# Exercise data
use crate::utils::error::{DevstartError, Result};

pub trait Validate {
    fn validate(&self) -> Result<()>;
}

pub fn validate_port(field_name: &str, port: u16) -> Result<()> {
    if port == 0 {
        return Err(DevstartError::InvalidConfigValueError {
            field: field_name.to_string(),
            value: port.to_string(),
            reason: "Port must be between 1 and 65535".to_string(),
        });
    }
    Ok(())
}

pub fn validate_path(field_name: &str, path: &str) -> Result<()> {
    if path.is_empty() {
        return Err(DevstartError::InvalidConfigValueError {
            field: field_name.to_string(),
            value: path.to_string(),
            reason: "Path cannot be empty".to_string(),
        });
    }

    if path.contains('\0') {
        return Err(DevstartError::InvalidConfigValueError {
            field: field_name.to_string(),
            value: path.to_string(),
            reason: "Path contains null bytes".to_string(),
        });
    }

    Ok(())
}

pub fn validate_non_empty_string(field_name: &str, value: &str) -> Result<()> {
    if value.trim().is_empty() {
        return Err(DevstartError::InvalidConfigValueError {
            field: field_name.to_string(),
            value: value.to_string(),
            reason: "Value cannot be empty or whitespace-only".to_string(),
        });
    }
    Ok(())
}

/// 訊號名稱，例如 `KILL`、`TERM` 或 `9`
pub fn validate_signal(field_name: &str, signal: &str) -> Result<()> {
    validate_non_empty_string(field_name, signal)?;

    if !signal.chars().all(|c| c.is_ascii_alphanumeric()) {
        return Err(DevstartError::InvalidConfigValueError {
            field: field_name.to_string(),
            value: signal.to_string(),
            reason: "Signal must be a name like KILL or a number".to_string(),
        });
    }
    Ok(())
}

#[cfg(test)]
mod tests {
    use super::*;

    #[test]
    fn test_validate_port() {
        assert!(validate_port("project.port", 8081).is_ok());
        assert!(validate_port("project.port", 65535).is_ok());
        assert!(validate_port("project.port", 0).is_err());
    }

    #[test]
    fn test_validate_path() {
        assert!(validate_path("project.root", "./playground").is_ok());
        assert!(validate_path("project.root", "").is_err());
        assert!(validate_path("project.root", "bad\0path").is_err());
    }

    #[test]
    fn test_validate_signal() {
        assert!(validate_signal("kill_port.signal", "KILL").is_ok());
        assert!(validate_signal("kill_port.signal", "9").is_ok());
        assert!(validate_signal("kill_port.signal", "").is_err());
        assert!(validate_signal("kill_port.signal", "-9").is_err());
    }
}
---
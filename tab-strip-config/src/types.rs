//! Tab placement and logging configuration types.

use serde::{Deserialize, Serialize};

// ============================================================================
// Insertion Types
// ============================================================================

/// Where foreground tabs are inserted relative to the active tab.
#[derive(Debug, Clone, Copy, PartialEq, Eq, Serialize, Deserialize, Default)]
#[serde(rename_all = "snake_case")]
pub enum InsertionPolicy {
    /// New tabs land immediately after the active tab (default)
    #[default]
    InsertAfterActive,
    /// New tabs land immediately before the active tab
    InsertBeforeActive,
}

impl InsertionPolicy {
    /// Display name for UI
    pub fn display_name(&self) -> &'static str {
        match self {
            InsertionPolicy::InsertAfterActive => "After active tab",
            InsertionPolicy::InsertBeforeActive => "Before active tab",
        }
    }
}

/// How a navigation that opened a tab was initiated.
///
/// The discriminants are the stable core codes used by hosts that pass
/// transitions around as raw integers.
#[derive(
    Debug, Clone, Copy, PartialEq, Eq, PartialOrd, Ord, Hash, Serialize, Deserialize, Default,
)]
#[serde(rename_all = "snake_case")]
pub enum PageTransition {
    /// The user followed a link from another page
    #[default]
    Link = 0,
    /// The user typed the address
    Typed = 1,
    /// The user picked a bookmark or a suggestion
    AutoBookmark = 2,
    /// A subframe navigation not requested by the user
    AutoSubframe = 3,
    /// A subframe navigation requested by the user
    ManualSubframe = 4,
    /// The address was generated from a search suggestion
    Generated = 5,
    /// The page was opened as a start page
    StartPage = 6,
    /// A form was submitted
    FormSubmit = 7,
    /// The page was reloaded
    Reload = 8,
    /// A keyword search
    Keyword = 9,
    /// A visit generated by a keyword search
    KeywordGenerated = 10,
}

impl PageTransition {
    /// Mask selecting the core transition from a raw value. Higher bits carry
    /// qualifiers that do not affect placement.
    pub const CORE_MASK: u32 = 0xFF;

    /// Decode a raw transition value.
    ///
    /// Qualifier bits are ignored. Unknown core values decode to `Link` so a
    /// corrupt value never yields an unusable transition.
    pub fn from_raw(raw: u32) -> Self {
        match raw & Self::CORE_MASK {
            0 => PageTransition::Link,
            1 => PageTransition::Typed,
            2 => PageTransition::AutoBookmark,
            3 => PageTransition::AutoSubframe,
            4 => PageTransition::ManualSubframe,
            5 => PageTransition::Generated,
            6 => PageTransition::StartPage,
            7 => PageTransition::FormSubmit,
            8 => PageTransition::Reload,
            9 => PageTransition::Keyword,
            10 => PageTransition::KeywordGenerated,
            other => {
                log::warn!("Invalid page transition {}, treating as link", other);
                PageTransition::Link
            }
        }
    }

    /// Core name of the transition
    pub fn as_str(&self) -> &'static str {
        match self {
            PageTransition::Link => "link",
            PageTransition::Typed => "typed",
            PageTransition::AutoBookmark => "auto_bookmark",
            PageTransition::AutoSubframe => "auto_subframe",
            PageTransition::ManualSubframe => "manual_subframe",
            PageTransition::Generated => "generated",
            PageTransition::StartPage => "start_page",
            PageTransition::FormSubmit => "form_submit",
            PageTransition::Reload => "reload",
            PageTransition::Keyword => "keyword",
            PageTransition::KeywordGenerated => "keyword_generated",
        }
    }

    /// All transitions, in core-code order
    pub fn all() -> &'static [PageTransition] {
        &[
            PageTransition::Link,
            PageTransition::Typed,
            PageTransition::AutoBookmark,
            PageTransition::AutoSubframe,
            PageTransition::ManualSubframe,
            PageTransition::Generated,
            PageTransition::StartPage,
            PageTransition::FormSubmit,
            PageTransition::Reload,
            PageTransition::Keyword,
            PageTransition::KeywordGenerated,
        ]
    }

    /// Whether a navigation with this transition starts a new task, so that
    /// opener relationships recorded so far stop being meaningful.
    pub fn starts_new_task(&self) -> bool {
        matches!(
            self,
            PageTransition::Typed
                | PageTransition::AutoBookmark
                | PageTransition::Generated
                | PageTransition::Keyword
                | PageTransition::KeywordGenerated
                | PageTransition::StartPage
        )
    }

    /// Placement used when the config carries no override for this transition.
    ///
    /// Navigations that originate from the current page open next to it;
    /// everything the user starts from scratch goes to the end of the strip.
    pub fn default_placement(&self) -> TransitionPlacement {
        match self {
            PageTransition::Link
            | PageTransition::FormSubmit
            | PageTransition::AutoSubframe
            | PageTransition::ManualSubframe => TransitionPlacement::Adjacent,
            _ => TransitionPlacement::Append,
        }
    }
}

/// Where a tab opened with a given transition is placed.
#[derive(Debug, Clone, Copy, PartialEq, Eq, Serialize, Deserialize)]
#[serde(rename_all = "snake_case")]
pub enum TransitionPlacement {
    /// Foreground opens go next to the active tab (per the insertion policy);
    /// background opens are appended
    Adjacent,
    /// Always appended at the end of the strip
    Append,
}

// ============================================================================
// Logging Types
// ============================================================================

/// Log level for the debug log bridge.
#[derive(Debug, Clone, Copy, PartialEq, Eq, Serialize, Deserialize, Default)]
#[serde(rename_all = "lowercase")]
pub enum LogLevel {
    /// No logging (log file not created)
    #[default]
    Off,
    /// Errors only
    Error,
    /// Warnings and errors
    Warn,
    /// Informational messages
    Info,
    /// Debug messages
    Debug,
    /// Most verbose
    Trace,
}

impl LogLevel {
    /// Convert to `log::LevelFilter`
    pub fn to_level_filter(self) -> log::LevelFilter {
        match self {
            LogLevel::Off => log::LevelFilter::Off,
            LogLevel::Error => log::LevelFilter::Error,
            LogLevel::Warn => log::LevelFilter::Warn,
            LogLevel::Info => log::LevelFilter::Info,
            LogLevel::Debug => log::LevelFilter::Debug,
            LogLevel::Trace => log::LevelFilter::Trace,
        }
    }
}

# Work task
When a line of the entries contains the word "StartPage", it counts toward the total; reply with that total alone.

# Task result
5